» **Exercise requirements**
Here are some entries; quote each one exactly.

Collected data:
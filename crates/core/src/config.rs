//! Configuration settings for the review reminder engine.
//!
//! This module centralizes the acknowledgment vocabulary and the per-run
//! settings that decide how platform users are matched against the reviewer
//! registry.

use std::fmt;
use std::str::FromStr;

use review_bot_developer_platforms::models::{Platform, User};
use serde::{Deserialize, Serialize};

use crate::errors::ReviewBotError;

#[cfg(test)]
#[path = "config_tests.rs"]
mod tests;

/// Reactions that mark a merge request as handled by the reacting user.
///
/// `thumbsup` and `thumbsdown` mean the user reviewed the merge request,
/// `sleeping` means the user does not want to be reminded about it. Names are
/// the bare tokens GitLab reports; colon-wrapped forms such as `:thumbsup:`
/// never match.
pub const ACKNOWLEDGING_REACTIONS: [&str; 3] = ["thumbsup", "thumbsdown", "sleeping"];

/// How a platform user is turned into a reviewer registry key.
#[derive(Debug, Clone, Copy, PartialEq, Eq, Serialize, Deserialize)]
pub enum IdentityKey {
    /// The numeric user ID, e.g. `"3"`
    #[serde(rename = "id")]
    UserId,

    /// The login name, e.g. `"john.doe"`
    #[serde(rename = "username")]
    Username,
}

impl IdentityKey {
    /// The key used by default for a platform.
    ///
    /// GitLab reviewer files have historically been keyed by user ID, GitHub
    /// ones by login.
    pub fn default_for(platform: Platform) -> Self {
        match platform {
            Platform::GitLab => IdentityKey::UserId,
            Platform::GitHub => IdentityKey::Username,
        }
    }

    /// The registry key of `user`, or `None` when the platform left the
    /// identity empty (an unset assignee, for example).
    ///
    /// # Examples
    ///
    /// ```
    /// use review_bot_core::config::IdentityKey;
    /// use review_bot_developer_platforms::models::User;
    ///
    /// let user = User { id: 3, username: "john".to_string(), name: "John".to_string() };
    /// assert_eq!(IdentityKey::UserId.key_for(&user).as_deref(), Some("3"));
    /// assert_eq!(IdentityKey::Username.key_for(&user).as_deref(), Some("john"));
    /// assert_eq!(IdentityKey::UserId.key_for(&User::default()), None);
    /// ```
    pub fn key_for(&self, user: &User) -> Option<String> {
        match self {
            IdentityKey::UserId if user.id != 0 => Some(user.id.to_string()),
            IdentityKey::Username if !user.username.is_empty() => Some(user.username.clone()),
            _ => None,
        }
    }
}

impl FromStr for IdentityKey {
    type Err = ReviewBotError;

    fn from_str(s: &str) -> Result<Self, Self::Err> {
        match s.trim().to_ascii_lowercase().as_str() {
            "id" | "user-id" | "user_id" => Ok(IdentityKey::UserId),
            "username" | "login" => Ok(IdentityKey::Username),
            other => Err(ReviewBotError::ConfigError(format!(
                "Unknown identity key '{}', expected 'id' or 'username'",
                other
            ))),
        }
    }
}

impl fmt::Display for IdentityKey {
    fn fmt(&self, f: &mut fmt::Formatter<'_>) -> fmt::Result {
        match self {
            IdentityKey::UserId => write!(f, "id"),
            IdentityKey::Username => write!(f, "username"),
        }
    }
}

/// Which platform signals count as an acknowledgment.
#[derive(Debug, Clone, Copy, PartialEq, Eq)]
pub enum AcknowledgmentPolicy {
    /// GitLab: a `thumbsup`, `thumbsdown` or `sleeping` award emoji.
    /// Every registered reviewer is expected to react.
    ReactionBased,

    /// GitHub: an `APPROVED` or `DISMISSED` review. Only the reviewers the
    /// platform reports as requested are expected to review.
    ReviewStateBased,
}

impl AcknowledgmentPolicy {
    pub fn for_platform(platform: Platform) -> Self {
        match platform {
            Platform::GitLab => AcknowledgmentPolicy::ReactionBased,
            Platform::GitHub => AcknowledgmentPolicy::ReviewStateBased,
        }
    }
}

/// Settings for one reminder run.
#[derive(Debug, Clone, Copy, PartialEq, Eq)]
pub struct ReminderConfig {
    /// How platform users are matched against the reviewer registry
    pub identity_key: IdentityKey,

    /// Leave out requests that still have open discussions
    pub skip_open_discussions: bool,
}

impl ReminderConfig {
    /// The default settings for a platform.
    pub fn for_platform(platform: Platform) -> Self {
        Self {
            identity_key: IdentityKey::default_for(platform),
            skip_open_discussions: false,
        }
    }
}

» **Answer section**
filename crates/core/src/config.rs
//! Configuration settings for the review reminder engine.
//!
//! This module centralizes the acknowledgment vocabulary and the per-run
//! settings that decide how platform users are matched against the reviewer
//! registry.

use std::fmt;
use std::str::FromStr;

use review_bot_developer_platforms::models::{Platform, User};
use serde::{Deserialize, Serialize};

use crate::errors::ReviewBotError;

#[cfg(test)]
#[path = "config_tests.rs"]
mod tests;

/// Reactions that mark a merge request as handled by the reacting user.
///
/// `thumbsup` and `thumbsdown` mean the user reviewed the merge request,
/// `sleeping` means the user does not want to be reminded about it. Names are
/// the bare tokens GitLab reports; colon-wrapped forms such as `:thumbsup:`
/// never match.
pub const ACKNOWLEDGING_REACTIONS: [&str; 3] = ["thumbsup", "thumbsdown", "sleeping"];

/// How a platform user is turned into a reviewer registry key.
#[derive(Debug, Clone, Copy, PartialEq, Eq, Serialize, Deserialize)]
pub enum IdentityKey {
    /// The numeric user ID, e.g. `"3"`
    #[serde(rename = "id")]
    UserId,

    /// The login name, e.g. `"john.doe"`
    #[serde(rename = "username")]
    Username,
}

impl IdentityKey {
    /// The key used by default for a platform.
    ///
    /// GitLab reviewer files have historically been keyed by user ID, GitHub
    /// ones by login.
    pub fn default_for(platform: Platform) -> Self {
        match platform {
            Platform::GitLab => IdentityKey::UserId,
            Platform::GitHub => IdentityKey::Username,
        }
    }

    /// The registry key of `user`, or `None` when the platform left the
    /// identity empty (an unset assignee, for example).
    ///
    /// # Examples
    ///
    /// ```
    /// use review_bot_core::config::IdentityKey;
    /// use review_bot_developer_platforms::models::User;
    ///
    /// let user = User { id: 3, username: "john".to_string(), name: "John".to_string() };
    /// assert_eq!(IdentityKey::UserId.key_for(&user).as_deref(), Some("3"));
    /// assert_eq!(IdentityKey::Username.key_for(&user).as_deref(), Some("john"));
    /// assert_eq!(IdentityKey::UserId.key_for(&User::default()), None);
    /// ```
    pub fn key_for(&self, user: &User) -> Option<String> {
        match self {
            IdentityKey::UserId if user.id != 0 => Some(user.id.to_string()),
            IdentityKey::Username if !user.username.is_empty() => Some(user.username.clone()),
            _ => None,
        }
    }
}

impl FromStr for IdentityKey {
    type Err = ReviewBotError;

    fn from_str(s: &str) -> Result<Self, Self::Err> {
        match s.trim().to_ascii_lowercase().as_str() {
            "id" | "user-id" | "user_id" => Ok(IdentityKey::UserId),
            "username" | "login" => Ok(IdentityKey::Username),
            other => Err(ReviewBotError::ConfigError(format!(
                "Unknown identity key '{}', expected 'id' or 'username'",
                other
            ))),
        }
    }
}

impl fmt::Display for IdentityKey {
    fn fmt(&self, f: &mut fmt::Formatter<'_>) -> fmt::Result {
        match self {
            IdentityKey::UserId => write!(f, "id"),
            IdentityKey::Username => write!(f, "username"),
        }
    }
}

/// Which platform signals count as an acknowledgment.
#[derive(Debug, Clone, Copy, PartialEq, Eq)]
pub enum AcknowledgmentPolicy {
    /// GitLab: a `thumbsup`, `thumbsdown` or `sleeping` award emoji.
    /// Every registered reviewer is expected to react.
    ReactionBased,

    /// GitHub: an `APPROVED` or `DISMISSED` review. Only the reviewers the
    /// platform reports as requested are expected to review.
    ReviewStateBased,
}

impl AcknowledgmentPolicy {
    pub fn for_platform(platform: Platform) -> Self {
        match platform {
            Platform::GitLab => AcknowledgmentPolicy::ReactionBased,
            Platform::GitHub => AcknowledgmentPolicy::ReviewStateBased,
        }
    }
}

/// Settings for one reminder run.
#[derive(Debug, Clone, Copy, PartialEq, Eq)]
pub struct ReminderConfig {
    /// How platform users are matched against the reviewer registry
    pub identity_key: IdentityKey,

    /// Leave out requests that still have open discussions
    pub skip_open_discussions: bool,
}

impl ReminderConfig {
    /// The default settings for a platform.
    pub fn for_platform(platform: Platform) -> Self {
        Self {
            identity_key: IdentityKey::default_for(platform),
            skip_open_discussions: false,
        }
    }
}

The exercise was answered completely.